*Exercise directions*. Return each line of the records holding the string "links".

*Material for this exercise*.

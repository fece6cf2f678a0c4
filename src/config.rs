use std::env;
use std::time::Duration;

/// Database configuration
#[derive(Debug, Clone)]
pub struct DatabaseConfig {
    pub url: String,
    pub max_connections: u32,
    pub acquire_timeout_secs: u64,
}

/// Moderation configuration: denylist, link patterns, strike policy
#[derive(Debug, Clone)]
pub struct ModerationConfig {
    /// Case-insensitive substring denylist
    pub denylist: Vec<String>,
    /// Regex patterns flagging links, domains and platform handles
    pub link_patterns: Vec<String>,
    /// Strikes before a suspension is issued
    pub strike_threshold: u32,
    /// Suspension length in hours
    pub suspension_hours: i64,
}

/// Application configuration
#[derive(Debug, Clone)]
pub struct AppConfig {
    pub database: DatabaseConfig,
    pub moderation: ModerationConfig,
    pub log_level: String,
    pub environment: String,
    /// Transport id of the administrator reviewing payment claims
    pub admin_id: i64,
    /// Card number shown to users buying credits
    pub payment_card: String,
    /// Price of revealing a chat partner's profile
    pub reveal_cost: i64,
    /// Advertised credit packages, smallest first
    pub credit_packages: Vec<i64>,
}

impl DatabaseConfig {
    /// Create database config from environment variables
    pub fn from_env() -> Result<Self, String> {
        let url = env::var("DATABASE_URL")
            .unwrap_or_else(|_| "sqlite://anonchat.db?mode=rwc".to_string());

        let max_connections = env::var("DATABASE_MAX_CONNECTIONS")
            .ok()
            .and_then(|s| s.parse::<u32>().ok())
            .unwrap_or(5);

        let acquire_timeout_secs = env::var("DATABASE_ACQUIRE_TIMEOUT_SECS")
            .ok()
            .and_then(|s| s.parse::<u64>().ok())
            .unwrap_or(30);

        // Validate configuration
        if max_connections == 0 {
            return Err("DATABASE_MAX_CONNECTIONS must be greater than 0".to_string());
        }

        if acquire_timeout_secs == 0 {
            return Err("DATABASE_ACQUIRE_TIMEOUT_SECS must be greater than 0".to_string());
        }

        Ok(Self {
            url,
            max_connections,
            acquire_timeout_secs,
        })
    }

    /// Get acquire timeout as Duration
    pub fn acquire_timeout(&self) -> Duration {
        Duration::from_secs(self.acquire_timeout_secs)
    }
}

impl Default for DatabaseConfig {
    fn default() -> Self {
        Self {
            url: "sqlite://anonchat.db?mode=rwc".to_string(),
            max_connections: 5,
            acquire_timeout_secs: 30,
        }
    }
}

impl ModerationConfig {
    /// Create moderation config from environment variables
    ///
    /// `DENYLIST` is comma-separated; `LINK_PATTERNS` is semicolon-separated
    /// because regex repetition bounds contain commas.
    pub fn from_env() -> Result<Self, String> {
        let denylist = env::var("DENYLIST")
            .map(|s| {
                s.split(',')
                    .map(|w| w.trim().to_lowercase())
                    .filter(|w| !w.is_empty())
                    .collect()
            })
            .unwrap_or_default();

        let link_patterns = env::var("LINK_PATTERNS")
            .map(|s| {
                s.split(';')
                    .map(|p| p.trim().to_string())
                    .filter(|p| !p.is_empty())
                    .collect::<Vec<_>>()
            })
            .ok()
            .filter(|v| !v.is_empty())
            .unwrap_or_else(Self::default_link_patterns);

        let strike_threshold = env::var("STRIKE_THRESHOLD")
            .ok()
            .and_then(|s| s.parse::<u32>().ok())
            .unwrap_or(3);

        let suspension_hours = env::var("SUSPENSION_HOURS")
            .ok()
            .and_then(|s| s.parse::<i64>().ok())
            .unwrap_or(24);

        if strike_threshold == 0 {
            return Err("STRIKE_THRESHOLD must be greater than 0".to_string());
        }

        if suspension_hours <= 0 {
            return Err("SUSPENSION_HOURS must be greater than 0".to_string());
        }

        Ok(Self {
            denylist,
            link_patterns,
            strike_threshold,
            suspension_hours,
        })
    }

    /// Built-in link patterns: raw URLs, bare domains, t.me links and
    /// platform handles (@ followed by at least 5 word characters)
    pub fn default_link_patterns() -> Vec<String> {
        vec![
            r"https?://\S+".to_string(),
            r"www\.\S+".to_string(),
            r"t\.me/\S+".to_string(),
            r"@[A-Za-z0-9_]{5,}".to_string(),
        ]
    }

    /// Get suspension length as a chrono duration
    pub fn suspension_duration(&self) -> chrono::Duration {
        chrono::Duration::hours(self.suspension_hours)
    }
}

impl Default for ModerationConfig {
    fn default() -> Self {
        Self {
            denylist: Vec::new(),
            link_patterns: Self::default_link_patterns(),
            strike_threshold: 3,
            suspension_hours: 24,
        }
    }
}

impl AppConfig {
    /// Create application config from environment variables
    pub fn from_env() -> Result<Self, String> {
        let database = DatabaseConfig::from_env()?;
        let moderation = ModerationConfig::from_env()?;

        let log_level = env::var("LOG_LEVEL").unwrap_or_else(|_| "info".to_string());

        let environment = env::var("ENVIRONMENT").unwrap_or_else(|_| "development".to_string());

        let admin_id = env::var("ADMIN_ID")
            .map_err(|_| "ADMIN_ID environment variable is required")?
            .parse::<i64>()
            .map_err(|_| "ADMIN_ID must be a numeric transport id".to_string())?;

        let payment_card = env::var("PAYMENT_CARD").unwrap_or_else(|_| "0000 0000 0000 0000".to_string());

        let reveal_cost = env::var("REVEAL_COST")
            .ok()
            .and_then(|s| s.parse::<i64>().ok())
            .unwrap_or(50);

        let credit_packages = env::var("CREDIT_PACKAGES")
            .map(|s| {
                s.split(',')
                    .filter_map(|p| p.trim().parse::<i64>().ok())
                    .collect::<Vec<_>>()
            })
            .ok()
            .filter(|v| !v.is_empty())
            .unwrap_or_else(|| vec![100, 200, 500]);

        // Validate log level
        let valid_log_levels = ["trace", "debug", "info", "warn", "error"];
        if !valid_log_levels.contains(&log_level.to_lowercase().as_str()) {
            return Err(format!(
                "Invalid LOG_LEVEL: {}. Must be one of: {:?}",
                log_level, valid_log_levels
            ));
        }

        // Validate environment
        let valid_environments = ["development", "staging", "production"];
        if !valid_environments.contains(&environment.to_lowercase().as_str()) {
            return Err(format!(
                "Invalid ENVIRONMENT: {}. Must be one of: {:?}",
                environment, valid_environments
            ));
        }

        if reveal_cost <= 0 {
            return Err("REVEAL_COST must be greater than 0".to_string());
        }

        Ok(Self {
            database,
            moderation,
            log_level: log_level.to_lowercase(),
            environment: environment.to_lowercase(),
            admin_id,
            payment_card,
            reveal_cost,
            credit_packages,
        })
    }

    /// Check if running in production
    pub fn is_production(&self) -> bool {
        self.environment == "production"
    }

    /// Check if running in development
    pub fn is_development(&self) -> bool {
        self.environment == "development"
    }

    /// Smallest advertised credit package, used as the provisional claim amount
    pub fn smallest_package(&self) -> i64 {
        self.credit_packages.iter().copied().min().unwrap_or(100)
    }
}

impl Default for AppConfig {
    fn default() -> Self {
        Self {
            database: DatabaseConfig::default(),
            moderation: ModerationConfig::default(),
            log_level: "info".to_string(),
            environment: "development".to_string(),
            admin_id: 0,
            payment_card: "0000 0000 0000 0000".to_string(),
            reveal_cost: 50,
            credit_packages: vec![100, 200, 500],
        }
    }
}

#[cfg(test)]
mod tests {
    use super::*;

    #[test]
    fn test_database_config_default() {
        let config = DatabaseConfig::default();
        assert_eq!(config.max_connections, 5);
        assert_eq!(config.acquire_timeout_secs, 30);
    }

    #[test]
    fn test_moderation_config_default() {
        let config = ModerationConfig::default();
        assert_eq!(config.strike_threshold, 3);
        assert_eq!(config.suspension_hours, 24);
        assert_eq!(config.link_patterns.len(), 4);
        assert!(config.denylist.is_empty());
    }

    #[test]
    fn test_app_config_default() {
        let config = AppConfig::default();
        assert_eq!(config.reveal_cost, 50);
        assert_eq!(config.smallest_package(), 100);
        assert!(config.is_development());
        assert!(!config.is_production());
    }
}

*Reply*.
    /// Regex patterns flagging links, domains and platform handles
    /// Built-in link patterns: raw URLs, bare domains, t.me links and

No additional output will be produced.